Research presented today at the annual meeting of the American Astronomical Society indicates that circumbinary planetary systems--planets that orbit two stars--are not rare, rather that millions may exist in the Milky Way alone. At a press conference today, William Welsh of San Diego State University described Kepler 34b and Kepler 35b, the newest additions to this new class of planetary systems. The work is published in the January 12 issue of the journal Nature.
"The eclipses of the stars allow us to measure the properties of the stars with exquisite precision," said Welsh, "which in turn allows us to measure the planet properties."
The transits (small eclipses) caused by the planet provide the definitive proof of the planet's existence, while the big eclipses of the stars allow scientists to measure the properties of the stars with precision. This, in turn, allows them to measure the planet properties.
Now that three such systems have been directly observed (Kepler 16b was announced in September) researchers have found a diversity of stellar and planetary orbits in this new class of planetary system, and are eager to investigate how planets form around a pair of stars.
With support from the National Science Foundation (NSF), Welsh's research team will continue to search for more planets, both transiting and non-transiting. "We are by no means done," he said, "and finding circumbinary planets is much harder than finding planets around single stars."
Clues to supernova origins announcedAnother discovery, made by researchers from Louisiana State University, showed that the center of a nearby supernova remnant--the leftovers of an exploding star--named SNR 0509-67.5 lacks a companion star, perhaps providing another clue as to how supernovae originate.
The finding is important because researchers theorize supernovae form when very dense, very small stars, called white dwarfs, explode. These explosions could be triggered by the merger of two white dwarfs--the so-called double-degenerate model--or by a companion star transferring mass to the white dwarf causing it to explode--the single-degenerate path.
Scientists distinguish between double-degenerate and single-degenerate models by looking for the companion star that might have been near the exploding white dwarf. If the progenitor of the remnant--the exploding white dwarf--resulted from a single-degenerate model, then there should be a companion star still visible near the supernova remnant. If the progenitor resulted from a double-degenerate, then there will be no visible companion.
In the case of this discovery, researchers could not find a companion star.

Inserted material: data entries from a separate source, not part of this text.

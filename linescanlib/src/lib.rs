//! # linescanlib
//!
//! A directory-walking line counter library that classifies every line of
//! every discovered text file as code, comment, or blank.
//!
//! ## Overview
//!
//! Two components compose sequentially:
//!
//! - **Walker**: traverses a root directory, applying an [`ExclusionSet`]
//!   (fixed metadata filenames, hidden entries, excluded directory names,
//!   and the root `.gitignore`), and returns a sorted file list.
//! - **Scanner**: reads each file and classifies its lines through a small
//!   state machine driven by configurable [`CommentSyntax`] pattern tables,
//!   folding the counts into an immutable [`ScanResult`].
//!
//! Classification is heuristic and language-agnostic: markers are matched
//! against the trimmed line, so comment markers inside string literals are
//! miscounted by design. Unreadable files are skipped and reported as data;
//! traversal failures abort the scan.
//!
//! ## Example
//!
//! ```rust
//! use linescanlib::{scan_directory, ScanOptions};
//! use std::fs;
//! use tempfile::tempdir;
//!
//! let dir = tempdir().unwrap();
//! fs::write(dir.path().join(".gitignore"), "dist/\n").unwrap();
//! fs::create_dir(dir.path().join("dist")).unwrap();
//! fs::write(dir.path().join("dist/out.js"), "built();\n").unwrap();
//! fs::write(dir.path().join("app.ts"), "// entry\nlet x = 1;\n").unwrap();
//!
//! let result = scan_directory(dir.path(), ScanOptions::new()).unwrap();
//! assert_eq!(result.total.file_count, 1);
//! assert_eq!(result.total.counts.code, 1);
//! assert_eq!(result.total.counts.comments, 1);
//! ```

pub mod classify;
pub mod error;
pub mod exclude;
pub mod scanner;
pub mod stats;
pub mod walker;

pub use classify::{count_lines, CommentSyntax, LineClass, LineClassifier};
pub use error::LinescanError;
pub use exclude::{ExclusionSet, DEFAULT_EXCLUDED_DIRS, DEFAULT_EXCLUDED_FILES};
pub use scanner::{
    analyze_file, analyze_files, scan_directory, ScanOptions, ScanResult, SkippedFile,
};
pub use stats::{FileStats, LineCounts, ProjectStats};
pub use walker::discover_files;

/// Result type for linescanlib operations
pub type Result<T> = std::result::Result<T, LinescanError>;
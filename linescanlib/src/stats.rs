//! Core data structures for line statistics

use serde::{Deserialize, Serialize};
use std::ops::{Add, AddAssign};
use std::path::PathBuf;

/// Line counts for a single file or an aggregate.
///
/// Classification is a partition: every line is exactly one of code,
/// comment, or blank, so `total()` is always the sum of the three fields.
#[derive(Debug, Clone, Copy, Default, PartialEq, Eq, Serialize, Deserialize)]
pub struct LineCounts {
    /// Content lines (not comments, not blanks)
    pub code: u64,
    /// Comment lines (single-line and block)
    pub comments: u64,
    /// Blank lines (whitespace only)
    pub blank: u64,
}

impl LineCounts {
    /// Create a new LineCounts with all zeros
    pub fn new() -> Self {
        Self::default()
    }

    /// Total lines
    pub fn total(&self) -> u64 {
        self.code + self.comments + self.blank
    }
}

impl Add for LineCounts {
    type Output = Self;

    fn add(self, other: Self) -> Self {
        Self {
            code: self.code + other.code,
            comments: self.comments + other.comments,
            blank: self.blank + other.blank,
        }
    }
}

impl AddAssign for LineCounts {
    fn add_assign(&mut self, other: Self) {
        self.code += other.code;
        self.comments += other.comments;
        self.blank += other.blank;
    }
}

/// Statistics for a single file
#[derive(Debug, Clone, PartialEq, Eq, Serialize, Deserialize)]
pub struct FileStats {
    /// Path to the file
    pub path: PathBuf,
    /// Line counts for this file
    pub counts: LineCounts,
}

impl FileStats {
    /// Create new file stats
    pub fn new(path: PathBuf, counts: LineCounts) -> Self {
        Self { path, counts }
    }
}

/// Aggregate statistics for a whole scan.
///
/// `file_count` counts every discovered file, including files that later
/// failed to read; `counts` sums only the files that were actually analyzed.
/// The two can therefore disagree when files were skipped.
#[derive(Debug, Clone, Default, PartialEq, Eq, Serialize, Deserialize)]
pub struct ProjectStats {
    /// Number of files discovered by traversal
    pub file_count: u64,
    /// Summed line counts across analyzed files
    pub counts: LineCounts,
}

impl ProjectStats {
    /// Create new empty stats
    pub fn new() -> Self {
        Self::default()
    }
}
//! # linescan
//!
//! CLI that walks a directory tree and reports how many lines of each file
//! are code, comments, or blank.
//!
//! ## Usage
//!
//! ```bash
//! # Scan the current directory
//! linescan
//!
//! # Scan another directory
//! linescan path/to/project
//!
//! # Exclude extra directory names (node_modules is always excluded)
//! linescan -e target -e vendor
//!
//! # Machine-readable output
//! linescan --output json
//! ```
//!
//! The traversal honors the root `.gitignore`, skips hidden entries, and
//! skips common metadata/lockfiles. Files that cannot be read are reported
//! on stderr and excluded from the line totals; they still count toward the
//! total file count.

use std::path::PathBuf;
use std::process::ExitCode;

use anyhow::Context;
use clap::{Arg, ArgAction, ArgMatches, Command};
use linescanlib::{scan_directory, ScanOptions};

mod render;

/// Build the clap Command structure
fn build_command() -> Command {
    Command::new("linescan")
        .version(env!("CARGO_PKG_VERSION"))
        .author("Arthur Debert")
        .about("Counts code, comment, and blank lines under a directory")
        .arg(
            Arg::new("path")
                .help("Directory to scan (defaults to current directory)")
                .default_value("."),
        )
        .arg(
            Arg::new("exclude-dir")
                .short('e')
                .long("exclude-dir")
                .action(ArgAction::Append)
                .help("Exclude a directory name in addition to the defaults (can be repeated)"),
        )
        .arg(
            Arg::new("output")
                .short('o')
                .long("output")
                .value_parser(["text", "json"])
                .default_value("text")
                .help("Output format"),
        )
}

fn run(matches: &ArgMatches) -> anyhow::Result<()> {
    let path = matches
        .get_one::<String>("path")
        .map(|s| s.as_str())
        .unwrap_or(".");
    let exclude_dirs: Vec<String> = matches
        .get_many::<String>("exclude-dir")
        .map(|v| v.cloned().collect())
        .unwrap_or_default();

    // Canonicalize so report paths come out relative to the working
    // directory even when scanning "."
    let root =
        std::fs::canonicalize(path).with_context(|| format!("cannot resolve path '{path}'"))?;

    let options = ScanOptions::new().exclude_dirs(exclude_dirs);
    let result = scan_directory(&root, options)?;

    for skipped in &result.skipped {
        eprintln!(
            "Error reading file {}: {}",
            skipped.path.display(),
            skipped.reason
        );
    }

    if matches.get_one::<String>("output").map(String::as_str) == Some("json") {
        println!("{}", serde_json::to_string_pretty(&result)?);
    } else {
        let base = std::env::current_dir().unwrap_or_else(|_| PathBuf::from("."));
        print!("{}", render::render_report(&result, &base));
    }

    Ok(())
}

fn main() -> ExitCode {
    let matches = build_command().get_matches();

    match run(&matches) {
        Ok(()) => ExitCode::SUCCESS,
        Err(e) => {
            eprintln!("Error: {e:#}");
            ExitCode::FAILURE
        }
    }
}
//! High-level scan API.
//!
//! This module provides the main entry points for scanning a directory
//! tree: traversal produces the file list once, then analysis consumes it
//! in a single pass, folding per-file counts into an immutable aggregate.
//! The library performs no terminal output; read failures are returned as
//! data for the caller to surface.

use std::fs;
use std::path::{Path, PathBuf};

use serde::{Deserialize, Serialize};

use crate::classify::{count_lines, CommentSyntax};
use crate::error::LinescanError;
use crate::exclude::{ExclusionSet, DEFAULT_EXCLUDED_DIRS};
use crate::stats::{FileStats, ProjectStats};
use crate::walker::discover_files;
use crate::Result;

/// Options for a directory scan.
#[derive(Debug, Clone)]
pub struct ScanOptions {
    /// Directory names excluded from traversal
    pub exclude_dirs: Vec<String>,
    /// Comment pattern tables used for classification
    pub syntax: CommentSyntax,
}

impl Default for ScanOptions {
    fn default() -> Self {
        Self {
            exclude_dirs: DEFAULT_EXCLUDED_DIRS
                .iter()
                .map(|s| (*s).to_string())
                .collect(),
            syntax: CommentSyntax::default(),
        }
    }
}

impl ScanOptions {
    /// Create new default options
    pub fn new() -> Self {
        Self::default()
    }

    /// Exclude additional directory names, on top of the defaults
    pub fn exclude_dirs(mut self, names: Vec<String>) -> Self {
        self.exclude_dirs.extend(names);
        self
    }

    /// Replace the comment pattern tables
    pub fn syntax(mut self, syntax: CommentSyntax) -> Self {
        self.syntax = syntax;
        self
    }
}

/// A file that was discovered but could not be analyzed
#[derive(Debug, Clone, PartialEq, Eq, Serialize, Deserialize)]
pub struct SkippedFile {
    /// Path to the file
    pub path: PathBuf,
    /// Why the read failed
    pub reason: String,
}

/// Result of scanning a directory.
#[derive(Debug, Clone, Default, Serialize, Deserialize)]
pub struct ScanResult {
    /// Aggregate statistics; `file_count` includes skipped files
    pub total: ProjectStats,
    /// Per-file statistics, in traversal order
    pub files: Vec<FileStats>,
    /// Files that failed to read and contribute no line counts
    pub skipped: Vec<SkippedFile>,
}

impl ScanResult {
    /// Create a new empty result
    pub fn new() -> Self {
        Self::default()
    }
}

/// Scan a directory tree and classify every line of the surviving files.
///
/// This is the main entry point. It:
/// 1. Builds the exclusion set (fixed filenames, hidden entries, excluded
///    directory names, root `.gitignore`)
/// 2. Walks the tree once, collecting the file list
/// 3. Analyzes each file, skipping unreadable ones
///
/// # Example
///
/// ```rust
/// use linescanlib::{scan_directory, ScanOptions};
/// use std::fs;
/// use tempfile::tempdir;
///
/// let dir = tempdir().unwrap();
/// fs::write(dir.path().join("app.ts"), "// entry\n\nlet x = 1;\n").unwrap();
///
/// let result = scan_directory(dir.path(), ScanOptions::new()).unwrap();
/// assert_eq!(result.total.file_count, 1);
/// assert_eq!(result.total.counts.code, 1);
/// assert_eq!(result.total.counts.comments, 1);
/// assert_eq!(result.total.counts.blank, 1);
/// ```
pub fn scan_directory(root: impl AsRef<Path>, options: ScanOptions) -> Result<ScanResult> {
    let root = root.as_ref();

    let excludes = ExclusionSet::build(root, &options.exclude_dirs)?;
    let entries = discover_files(root, &excludes)?;

    Ok(analyze_files(&entries, &options.syntax))
}

/// Analyze a list of files, folding per-file counts into an aggregate.
///
/// Every path is counted in `total.file_count`, but a file that fails to
/// read is recorded in `skipped` and contributes nothing to the line
/// totals, so `file_count` can exceed `files.len()`.
pub fn analyze_files(paths: &[PathBuf], syntax: &CommentSyntax) -> ScanResult {
    let mut result = ScanResult::new();
    result.total.file_count = paths.len() as u64;

    for path in paths {
        match analyze_file(path, syntax) {
            Ok(stats) => {
                result.total.counts += stats.counts;
                result.files.push(stats);
            }
            Err(err) => {
                let reason = match &err {
                    LinescanError::FileRead { source, .. } => source.to_string(),
                    other => other.to_string(),
                };
                result.skipped.push(SkippedFile {
                    path: path.clone(),
                    reason,
                });
            }
        }
    }

    result
}

/// Analyze a single file.
///
/// The file is read whole as UTF-8; the handle is released before the
/// function returns. Missing files, permission errors, and non-UTF-8
/// content all surface as [`LinescanError::FileRead`].
pub fn analyze_file(path: impl AsRef<Path>, syntax: &CommentSyntax) -> Result<FileStats> {
    let path = path.as_ref();

    let content = fs::read_to_string(path).map_err(|source| LinescanError::FileRead {
        path: path.to_path_buf(),
        source,
    })?;

    Ok(FileStats::new(path.to_path_buf(), count_lines(&content, syntax)))
}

"Our NSF proposal is to help solve the Type Ia supernova progenitor problem, named one of the top nine questions in all astronomy [by the recent decadal review of the National Academy of Sciences]," said Brad Schaefer, coauthor of the study. "With this, we prove that SNR 0509-67.5 came from a double-degenerate system, where two white dwarfs in a close binary orbit slowly in-spiral until they collide and explode as a Type Ia supernova."
Astronomers from the University of Pittsburgh also announced today the most accurate determination yet of the color of the Milky Way Galaxy: pure white. Assistant professor of Physics and Astronomy Jeffrey Newman and graduate student Timothy Licquia used data from the Sloan Digital Sky Survey (SDSS) to draw this conclusion, which they anticipate will help provide some context as to how the Milky Way compares to other galaxies.
Studying the "cosmic color" of the Milky Way may seem straight forward, but because Earth's solar system is located well within the Milky Way, clouds of gas and dust obscure much of the galaxy from view, preventing researchers from seeing the "big picture."
Using the SDSS data, the researchers identified galaxies similar to the Milky Way in terms of the total amount of stars and the rate at which they create new stars. Both properties are related to the brightness and color of a galaxy. Newman and Licquia used the average color of the similar galaxies to infer the color of the Milky Way.
Astronomers divide most galaxies into two broad categories based on their colors: red galaxies that rarely form new stars and blue galaxies where stars are still being born. The new measurements place the Milky Way near the division between the two classes.
Heineman Prize winner Kirshner speaksRobert Kirshner, winner of the 2011 Dannie Heineman Prize for Astrophysics, discussed the study of supernovae, what astronomers have learned from them over the past several decades and which of their properties hold promise for helping researchers understand the puzzle of dark energy.
Evidence from supernovae indicate that cosmic expansion has been speeding up over the last 5 billion years. Scientists attribute this to something called dark energy. They know how much dark energy there is because they know how it affects the Universe's expansion. Other than that, it is a complete mystery.
Adam Riess of Johns Hopkins University and the Space Telescope Science Institute and Brian Schmidt of the Australian National University were supported by Kirshner's NSF grants during a period in the 1990s when key supernovae observations were made. These observations were crucial to the discovery of dark energy and the accelerating universe by means of observations of distant astronomical supernovae, for which the 2011 Nobel Prize for Physics was awarded to Reiss, Schmidt and Saul Perlmutter of Lawrence Berkeley National Laboratory and the University of California, Berkeley.